Collected data entries:

▬▬▬

impl Component for ResultsPanel {
    type Message = ResultsMsg;
    type Properties = ResultsPanelProps;

    fn create(ctx: &Context<Self>) -> Self {
        Self {
            panel_ref: NodeRef::default(),
            popup_ref: NodeRef::default(),
            comment_ref: NodeRef::default(),
            controller: None,
            injected: None,
            comment: String::new(),
            focus_comment: false,
            grade: grade_of(ctx.props()),
            notice: None,
            downloading: false,
            download_error: None,
            _mousedown: None,
        }
    }

    fn changed(&mut self, ctx: &Context<Self>, old_props: &Self::Properties) -> bool {
        if ctx.props().generation != old_props.generation {
            // The old marks and the pending range die with the old HTML.
            if let Some(controller) = self.controller.as_mut() {
                controller.dismiss();
            }
            self.comment.clear();
            self.grade = grade_of(ctx.props());
            self.notice = None;
            self.download_error = None;
        }
        true
    }

    fn update(&mut self, ctx: &Context<Self>, msg: Self::Message) -> bool {
        match msg {
            ResultsMsg::PanelMouseUp(event) => {
                // Size first: placement needs the popup's real dimensions
                let Some(size) = self.measure_popup() else {
                    return false;
                };
                let Some(viewport) = current_viewport() else {
                    log::warn!("Viewport unavailable; popup not shown");
                    return false;
                };
                let Some(controller) = self.controller.as_mut() else {
                    return false;
                };
                let cursor = Point {
                    x: event.page_x() as f64,
                    y: event.page_y() as f64,
                };
                // Collapsed or outside-panel selections leave the popup closed
                if controller.on_mouse_up(cursor, size, viewport).is_none() {
                    return false;
                }
                // Fresh comment box, focused once the popup is rendered
                self.comment.clear();
                self.notice = None;
                self.focus_comment = true;
                true
            }
            ResultsMsg::DocumentMouseDown(target) => {
                let Some(controller) = self.controller.as_mut() else {
                    return false;
                };
                match controller.on_mouse_down(target) {
                    MouseDownAction::Ignore => false,
                    // Clicked away from both popup and panel
                    MouseDownAction::Dismissed => true,
                    MouseDownAction::RecheckDeferred => {
                        // The browser updates the selection after mousedown.
                        let link = ctx.link().clone();
                        Timeout::new(0, move || link.send_message(ResultsMsg::RecheckSelection))
                            .forget();
                        false
                    }
                }
            }
            // Close the popup if the click inside the panel dropped the selection
            ResultsMsg::RecheckSelection => self
                .controller
                .as_mut()
                .map(|c| c.recheck_selection())
                .unwrap_or(false),
            ResultsMsg::SetComment(text) => {
                self.comment = text;
                false
            }
            ResultsMsg::SaveComment => {
                let Some(controller) = self.controller.as_mut() else {
                    return false;
                };
                // confirm always leaves the controller idle
                match controller.confirm(&self.comment) {
                    ConfirmOutcome::Applied(mark) => {
                        log::info!("Annotation added: {}", mark.get_attribute("title").unwrap_or_default());
                    }
                    ConfirmOutcome::Discarded => {}
                    ConfirmOutcome::RejectedOverlap => {
                        self.notice = Some(
                            "That selection overlaps an existing annotation.".to_string(),
                        );
                    }
                    ConfirmOutcome::Failed(e) => {
                        self.notice = Some(format!("Could not add annotation: {}", e));
                    }
                }
                self.comment.clear();
                true
            }
            ResultsMsg::CancelComment => {
                if let Some(controller) = self.controller.as_mut() {
                    controller.dismiss();
                }
                self.comment.clear();
                true
            }
            ResultsMsg::SetGrade(grade) => {
                self.grade = grade;
                false
            }
            ResultsMsg::EmbedComments => {
                if let Some(controller) = self.controller.as_mut() {
                    match controller.surface_mut().flatten_marks() {
                        Ok(count) => log::info!("Embedded {} teacher comments", count),
                        Err(e) => {
                            log::error!("Error embedding comments: {}", e);
                            self.notice = Some(format!("Could not embed comments: {}", e));
                            return true;
                        }
                    }
                }
                false
            }
            ResultsMsg::Download => {
                let Some(result) = ctx.props().result.clone() else {
                    return false;
                };
                let Some(controller) = self.controller.as_mut() else {
                    return false;
                };
                // Comments go into the report as inline text
                controller.dismiss();
                if let Err(e) = controller.surface_mut().flatten_marks() {
                    log::error!("Error embedding comments: {}", e);
                }
                let annotated_html = controller.surface().panel().inner_html();

                // The grade field may have been edited by hand
                let mut report = (*result).clone();
                report.grade = self.grade.clone();
                self.downloading = true;
                self.download_error = None;

                let api = GraderApi::new(ctx.props().config.clone());
                ctx.link().send_future(async move {
                    let saved = match api.download_report(&report, &annotated_html).await {
                        Ok(bytes) => save_bytes_as(&bytes, REPORT_FILENAME, REPORT_MIME),
                        Err(e) => Err(e),
                    };
                    ResultsMsg::DownloadFinished(saved)
                });
                true
            }
            ResultsMsg::DownloadFinished(res) => {
                self.downloading = false;
                match res {
                    Ok(()) => log::info!("Saved {}", REPORT_FILENAME),
                    Err(e) => {
                        log::error!("Download Error: {}", e);
                        self.download_error = Some(format!("Could not download PDF: {}", e));
                    }
                }
                true
            }
        }
    }

    fn rendered(&mut self, ctx: &Context<Self>, first_render: bool) {
        // Panel and popup exist only after the first render
        if first_render {
            self.attach(ctx);
        }

        // New result: replace the panel HTML, dropping any old marks
        let generation = ctx.props().generation;
        if self.injected != Some(generation) {
            if let Some(panel) = self.panel_ref.cast::<Element>() {
                let html = ctx
                    .props()
                    .result
                    .as_ref()
                    .map(|r| r.annotated.as_str())
                    .unwrap_or("");
                panel.set_inner_html(html);
                self.injected = Some(generation);
            }
        }

        // Popup is visible now, so focus can land
        if self.focus_comment {
            self.focus_comment = false;
            if let Some(input) = self.comment_ref.cast::<HtmlTextAreaElement>() {
                if let Err(e) = input.focus() {
                    log::warn!("Could not focus comment box: {:?}", e);
                }
            }
        }
    }

    fn view(&self, ctx: &Context<Self>) -> Html {
        let result = ctx.props().result.as_deref();
        let visibility = if result.is_some() { "" } else { "display: none;" };

        html! {
            <div id="results" style={visibility}>
                <div class="results-summary">
                    if let Some(result) = result {
                        { self.render_summary(ctx, result) }
                    }
                </div>
                <h4>{"Annotated Essay"}</h4>
                <p class="text-muted small">
                    {"Select text in the essay to add a comment."}
                </p>
                <div
                    id="annotated"
                    class="border p-3 mb-2"
                    ref={self.panel_ref.clone()}
                    onmouseup={ctx.link().callback(ResultsMsg::PanelMouseUp)}
                ></div>
                <div class="text-warning small mb-2">
                    { self.notice.clone().unwrap_or_default() }
                </div>
                <div class="results-feedback">
                    if let Some(result) = result {
                        { self.render_feedback(result) }
                    }
                </div>
                { self.render_actions(ctx) }
                { self.render_popup(ctx) }
            </div>
        }
    }
}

▬▬▬

WHAT TO PRODUCE:
Your task is to say how many lines in the entries above contain the word "downloading". Please write only the number.

ANSWER FOR THIS EXERCISE:
3